**YOUR INSTRUCTIONS:**
Please filter the entries for the word "kind" and copy every line that has it.
--- EXERCISE DATA Enclosed Below ---
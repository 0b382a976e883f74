//! Missile and mine definitions.

use serde::{Deserialize, Serialize};

use crate::math::{decimal_serde, Fixed};

/// What a missile does when it detonates.
#[derive(Debug, Clone, Copy, PartialEq, Eq, Hash, Serialize, Deserialize)]
pub enum MissileEffect {
    /// Direct damage.
    Damage {
        /// Damage per affected unit.
        #[serde(with = "decimal_serde")]
        amount: Fixed,
    },
    /// Disables affected units for a number of ticks.
    Disable {
        /// Ticks disabled.
        ticks: u32,
    },
    /// Pushes affected units away from the detonation point.
    Impulse {
        /// Impulse magnitude, divided by the target's mass.
        #[serde(with = "decimal_serde")]
        strength: Fixed,
    },
}

/// Static missile template.
#[derive(Debug, Clone, Serialize, Deserialize, PartialEq, Eq)]
pub struct MissileDef {
    /// Unique display name.
    pub name: String,

    /// Speed per tick.
    #[serde(with = "decimal_serde")]
    pub speed: Fixed,

    /// Maximum heading change per tick while homing, in radians.
    #[serde(with = "decimal_serde")]
    pub turn_rate: Fixed,

    /// Collision radius.
    #[serde(with = "decimal_serde")]
    pub radius: Fixed,

    /// Ticks before the missile detonates on its own.
    pub lifetime: u32,

    /// Whether the launcher needs a target and the missile homes on it.
    #[serde(default)]
    pub guided: bool,

    /// Enlarged radius for area effects. Zero means direct hit only.
    #[serde(default, with = "decimal_serde")]
    pub blast_radius: Fixed,

    /// Detonation effect.
    pub effect: MissileEffect,
}

impl MissileDef {
    /// Whether detonation queries an area instead of the direct target.
    #[must_use]
    pub fn is_area(&self) -> bool {
        self.blast_radius > Fixed::ZERO
    }
}

/// What a mine does when it explodes.
#[derive(Debug, Clone, Copy, PartialEq, Eq, Hash, Serialize, Deserialize)]
pub enum MineEffect {
    /// Damage to every unit in the blast.
    Damage {
        /// Damage per affected unit.
        #[serde(with = "decimal_serde")]
        amount: Fixed,
    },
    /// Disables every unit in the blast.
    Disable {
        /// Ticks disabled.
        ticks: u32,
    },
}

/// Static mine template.
#[derive(Debug, Clone, Serialize, Deserialize, PartialEq, Eq)]
pub struct MineDef {
    /// Unique display name.
    pub name: String,

    /// Body radius.
    #[serde(with = "decimal_serde")]
    pub radius: Fixed,

    /// Ticks spent deploying, during which the mine is inert.
    pub deploy_ticks: u32,

    /// Armed lifetime in ticks.
    pub lifetime: u32,

    /// Proximity trigger radius.
    #[serde(with = "decimal_serde")]
    pub trigger_radius: Fixed,

    /// Explosion radius.
    #[serde(with = "decimal_serde")]
    pub blast_radius: Fixed,

    /// Explosion effect.
    pub effect: MineEffect,
}
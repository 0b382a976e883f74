//! Fixed-point math utilities for deterministic simulation.
//!
//! All combat resolution uses fixed-point arithmetic so every peer
//! computes bit-identical results. This includes the trigonometry used for
//! headings and homing, which is evaluated with fixed-length series instead
//! of the platform float library.

use fixed::types::I32F32;
use serde::{Deserialize, Serialize};

/// Fixed-point number type for all simulation math.
///
/// Uses 32 bits for integer part and 32 bits for fractional part.
/// Range: approximately -2,147,483,648 to 2,147,483,647
/// Precision: approximately 0.00000000023
pub type Fixed = I32F32;

/// PI in 32.32 fixed point.
pub const PI: Fixed = Fixed::from_bits(13_493_037_705);

/// PI / 2 in 32.32 fixed point.
pub const FRAC_PI_2: Fixed = Fixed::from_bits(6_746_518_852);

/// 2 * PI in 32.32 fixed point.
pub const TAU: Fixed = Fixed::from_bits(26_986_075_409);

/// Fixed-point 2D vector.
#[derive(Debug, Clone, Copy, PartialEq, Eq, Hash, Default, Serialize, Deserialize)]
pub struct Vec2Fixed {
    /// X coordinate.
    #[serde(with = "fixed_serde")]
    pub x: Fixed,
    /// Y coordinate.
    #[serde(with = "fixed_serde")]
    pub y: Fixed,
}

/// Serde support for fixed-point numbers.
///
/// Serializes fixed-point numbers as their raw bit representation (i64)
/// to preserve exact precision across serialization boundaries.
pub mod fixed_serde {
    use super::Fixed;
    use serde::{Deserialize, Deserializer, Serialize, Serializer};

    /// Serialize a fixed-point number as its raw bit representation.
    pub fn serialize<S>(value: &Fixed, serializer: S) -> Result<S::Ok, S::Error>
    where
        S: Serializer,
    {
        value.to_bits().serialize(serializer)
    }

    /// Deserialize a fixed-point number from its raw bit representation.
    pub fn deserialize<'de, D>(deserializer: D) -> Result<Fixed, D::Error>
    where
        D: Deserializer<'de>,
    {
        let bits = i64::deserialize(deserializer)?;
        Ok(Fixed::from_bits(bits))
    }
}

/// Serde support for hand-authored catalog numbers.
///
/// Data files are written with decimal literals (`speed: 4.5`). The value is
/// converted to fixed point exactly once, at load time, so every process
/// loading the same file holds the same bits.
pub mod decimal_serde {
    use super::Fixed;
    use serde::{de::Error, Deserialize, Deserializer, Serializer};

    /// Serialize a fixed-point number as a decimal.
    pub fn serialize<S>(value: &Fixed, serializer: S) -> Result<S::Ok, S::Error>
    where
        S: Serializer,
    {
        serializer.serialize_f64(value.to_num::<f64>())
    }

    /// Deserialize a decimal into a fixed-point number.
    pub fn deserialize<'de, D>(deserializer: D) -> Result<Fixed, D::Error>
    where
        D: Deserializer<'de>,
    {
        let value = f64::deserialize(deserializer)?;
        Fixed::checked_from_num(value)
            .ok_or_else(|| D::Error::custom(format!("{value} is out of fixed-point range")))
    }
}

impl Vec2Fixed {
    /// Create a new fixed-point vector.
    #[must_use]
    pub const fn new(x: Fixed, y: Fixed) -> Self {
        Self { x, y }
    }

    /// Zero vector.
    pub const ZERO: Self = Self {
        x: Fixed::ZERO,
        y: Fixed::ZERO,
    };

    /// Vector of the given length pointing along `angle` (radians).
    #[must_use]
    pub fn from_angle(angle: Fixed, length: Fixed) -> Self {
        Self::new(fixed_cos(angle) * length, fixed_sin(angle) * length)
    }

    /// Calculate squared distance (avoids sqrt for comparisons).
    ///
    /// Saturates at `Fixed::MAX` instead of overflowing, which happens
    /// once points are about 46,000 units apart.
    #[must_use]
    pub fn distance_squared(self, other: Self) -> Fixed {
        let dx = self.x.saturating_sub(other.x);
        let dy = self.y.saturating_sub(other.y);
        dx.saturating_mul(dx).saturating_add(dy.saturating_mul(dy))
    }

    /// Squared length, saturating like [`Self::distance_squared`].
    #[must_use]
    pub fn length_squared(self) -> Fixed {
        self.distance_squared(Self::ZERO)
    }

    /// Dot product of two vectors.
    #[must_use]
    pub fn dot(self, other: Self) -> Fixed {
        self.x * other.x + self.y * other.y
    }

    /// 2D cross product (z component of the 3D cross product).
    #[must_use]
    pub fn cross(self, other: Self) -> Fixed {
        self.x * other.y - self.y * other.x
    }

    /// Euclidean length.
    #[must_use]
    pub fn length(self) -> Fixed {
        let largest = self.x.saturating_abs().max(self.y.saturating_abs());
        if largest <= SQUARE_SAFE {
            return fixed_sqrt(self.dot(self));
        }
        // Scale into the unit square so the squares cannot overflow.
        let unit = Self::new(self.x / largest, self.y / largest);
        fixed_sqrt(unit.dot(unit)).saturating_mul(largest)
    }

    /// Multiply both components by a scalar.
    #[must_use]
    pub fn scale(self, factor: Fixed) -> Self {
        Self::new(self.x * factor, self.y * factor)
    }

    /// Normalize vector using fixed-point math.
    #[must_use]
    pub fn normalize(self) -> Self {
        let len = self.length();
        if len == Fixed::ZERO {
            return Self::ZERO;
        }

        Self::new(self.x / len, self.y / len)
    }

    /// Heading (radians) of the direction from `self` towards `other`.
    #[must_use]
    pub fn heading_to(self, other: Self) -> Fixed {
        let diff = other - self;
        fixed_atan2(diff.y, diff.x)
    }
}

/// Largest component magnitude whose square sums fit in [`Fixed`].
const SQUARE_SAFE: Fixed = Fixed::from_bits(30_000_i64 << 32);

/// Computes the square root of a fixed-point number using binary search.
#[must_use]
pub fn fixed_sqrt(value: Fixed) -> Fixed {
    if value <= Fixed::ZERO {
        return Fixed::ZERO;
    }

    let mut low = Fixed::ZERO;
    let mut high = if value > Fixed::ONE { value } else { Fixed::ONE };

    for _ in 0..64 {
        let mid = low + (high - low) / 2_i64;
        if mid == low {
            break;
        }
        let mid_sq = mid.saturating_mul(mid);

        if mid_sq <= value {
            low = mid;
        } else {
            high = mid;
        }
    }

    low
}

/// Wrap an angle into `(-PI, PI]`.
#[must_use]
pub fn wrap_angle(angle: Fixed) -> Fixed {
    let mut wrapped = angle % TAU;
    if wrapped > PI {
        wrapped -= TAU;
    } else if wrapped <= -PI {
        wrapped += TAU;
    }
    wrapped
}

/// Sine of an angle in radians.
#[must_use]
pub fn fixed_sin(angle: Fixed) -> Fixed {
    let mut x = wrap_angle(angle);
    // Fold into [-PI/2, PI/2] where the series converges quickly.
    if x > FRAC_PI_2 {
        x = PI - x;
    } else if x < -FRAC_PI_2 {
        x = -PI - x;
    }

    let x2 = x * x;
    let mut acc = Fixed::ONE;
    for divisor in [156_i64, 110, 72, 42, 20, 6] {
        acc = Fixed::ONE - x2 / divisor * acc;
    }
    x * acc
}

/// Cosine of an angle in radians.
#[must_use]
pub fn fixed_cos(angle: Fixed) -> Fixed {
    fixed_sin(angle + FRAC_PI_2)
}

/// Arctangent of `z` for `0 <= z <= 1`.
fn atan_unit(z: Fixed) -> Fixed {
    // Half-angle reduction keeps the series argument below tan(PI/8).
    let reduced = z / (Fixed::ONE + fixed_sqrt(Fixed::ONE + z * z));
    let r2 = reduced * reduced;

    let mut acc = Fixed::ZERO;
    for denominator in [15_i64, 13, 11, 9, 7, 5, 3] {
        acc = Fixed::ONE / denominator - r2 * acc;
    }
    let series = reduced * (Fixed::ONE - r2 * acc);
    series * 2_i64
}

/// Four-quadrant arctangent, returning radians in `(-PI, PI]`.
#[must_use]
pub fn fixed_atan2(y: Fixed, x: Fixed) -> Fixed {
    if x == Fixed::ZERO && y == Fixed::ZERO {
        return Fixed::ZERO;
    }

    let ax = x.abs();
    let ay = y.abs();
    let mut angle = if ax >= ay {
        atan_unit(ay / ax)
    } else {
        FRAC_PI_2 - atan_unit(ax / ay)
    };

    if x < Fixed::ZERO {
        angle = PI - angle;
    }
    if y < Fixed::ZERO {
        angle = -angle;
    }
    angle
}

/// Rotate `current` towards `desired` by at most `max_turn` radians.
///
/// Turns through the shortest arc. When the desired heading is exactly
/// opposite, the turn is positive (counter-clockwise). Shared by unit
/// steering and missile homing.
#[must_use]
pub fn rotate_toward(current: Fixed, desired: Fixed, max_turn: Fixed) -> Fixed {
    let diff = wrap_angle(desired - current);
    if diff.abs() <= max_turn {
        wrap_angle(desired)
    } else if diff > Fixed::ZERO {
        wrap_angle(current + max_turn)
    } else {
        wrap_angle(current - max_turn)
    }
}

/// Whether two circles overlap (touching counts).
#[must_use]
pub fn circles_overlap(a: Vec2Fixed, a_radius: Fixed, b: Vec2Fixed, b_radius: Fixed) -> bool {
    let reach = a_radius.saturating_add(b_radius);
    a.distance_squared(b) <= reach.saturating_mul(reach)
}

/// Whether a ray from `origin` along `heading` passes through the circle
/// at `target` with `radius`.
///
/// Exact tangent-line test: the circle is in front of the origin and its
/// centre lies within `radius` of the ray.
#[must_use]
pub fn is_facing(origin: Vec2Fixed, heading: Fixed, target: Vec2Fixed, radius: Fixed) -> bool {
    let to_target = target - origin;
    if to_target.length_squared() <= radius.saturating_mul(radius) {
        return true;
    }

    let forward = Vec2Fixed::from_angle(heading, Fixed::ONE);
    if forward.dot(to_target) <= Fixed::ZERO {
        return false;
    }
    forward.cross(to_target).abs() <= radius
}

impl std::ops::Add for Vec2Fixed {
    type Output = Self;

    fn add(self, rhs: Self) -> Self::Output {
        Self {
            x: self.x + rhs.x,
            y: self.y + rhs.y,
        }
    }
}

impl std::ops::AddAssign for Vec2Fixed {
    fn add_assign(&mut self, rhs: Self) {
        self.x += rhs.x;
        self.y += rhs.y;
    }
}

impl std::ops::Sub for Vec2Fixed {
    type Output = Self;

    fn sub(self, rhs: Self) -> Self::Output {
        Self {
            x: self.x - rhs.x,
            y: self.y - rhs.y,
        }
    }
}
//! Error type for the tools.

use std::path::PathBuf;

use thiserror::Error;

use armada_core::error::GameError;

/// Result alias for tool operations.
pub type ToolResult<T> = Result<T, ToolError>;

/// Everything a tool command can fail with.
#[derive(Error, Debug)]
pub enum ToolError {
    /// File not found.
    #[error("File not found: {0}")]
    FileNotFound(PathBuf),
    /// Failed to read a file.
    #[error("Failed to read {path}: {source}")]
    Read {
        /// File being read.
        path: PathBuf,
        /// Underlying IO error.
        source: std::io::Error,
    },
    /// Failed to parse a scenario.
    #[error("Failed to parse scenario: {0}")]
    Scenario(#[from] ron::error::SpannedError),
    /// Scenario names something the catalog lacks.
    #[error("Scenario references unknown {kind} '{name}'")]
    UnknownReference {
        /// Table the name was looked up in.
        kind: &'static str,
        /// The missing name.
        name: String,
    },
    /// Engine rejected the catalog, config or a setup call.
    #[error(transparent)]
    Engine(#[from] GameError),
    /// Failed to encode a report.
    #[error("Failed to encode report: {0}")]
    Report(#[from] serde_json::Error),
}

/// Read a text file, mapping a missing file to [`ToolError::FileNotFound`].
pub(crate) fn read_text(path: &std::path::Path) -> ToolResult<String> {
    if !path.exists() {
        return Err(ToolError::FileNotFound(path.to_path_buf()));
    }
    std::fs::read_to_string(path).map_err(|source| ToolError::Read {
        path: path.to_path_buf(),
        source,
    })
}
--- End of Enclosed EXERCISE DATA ---
**PROBLEM SOLUTION:**
    #[error("Scenario references unknown {kind} '{name}'")]
        kind: &'static str,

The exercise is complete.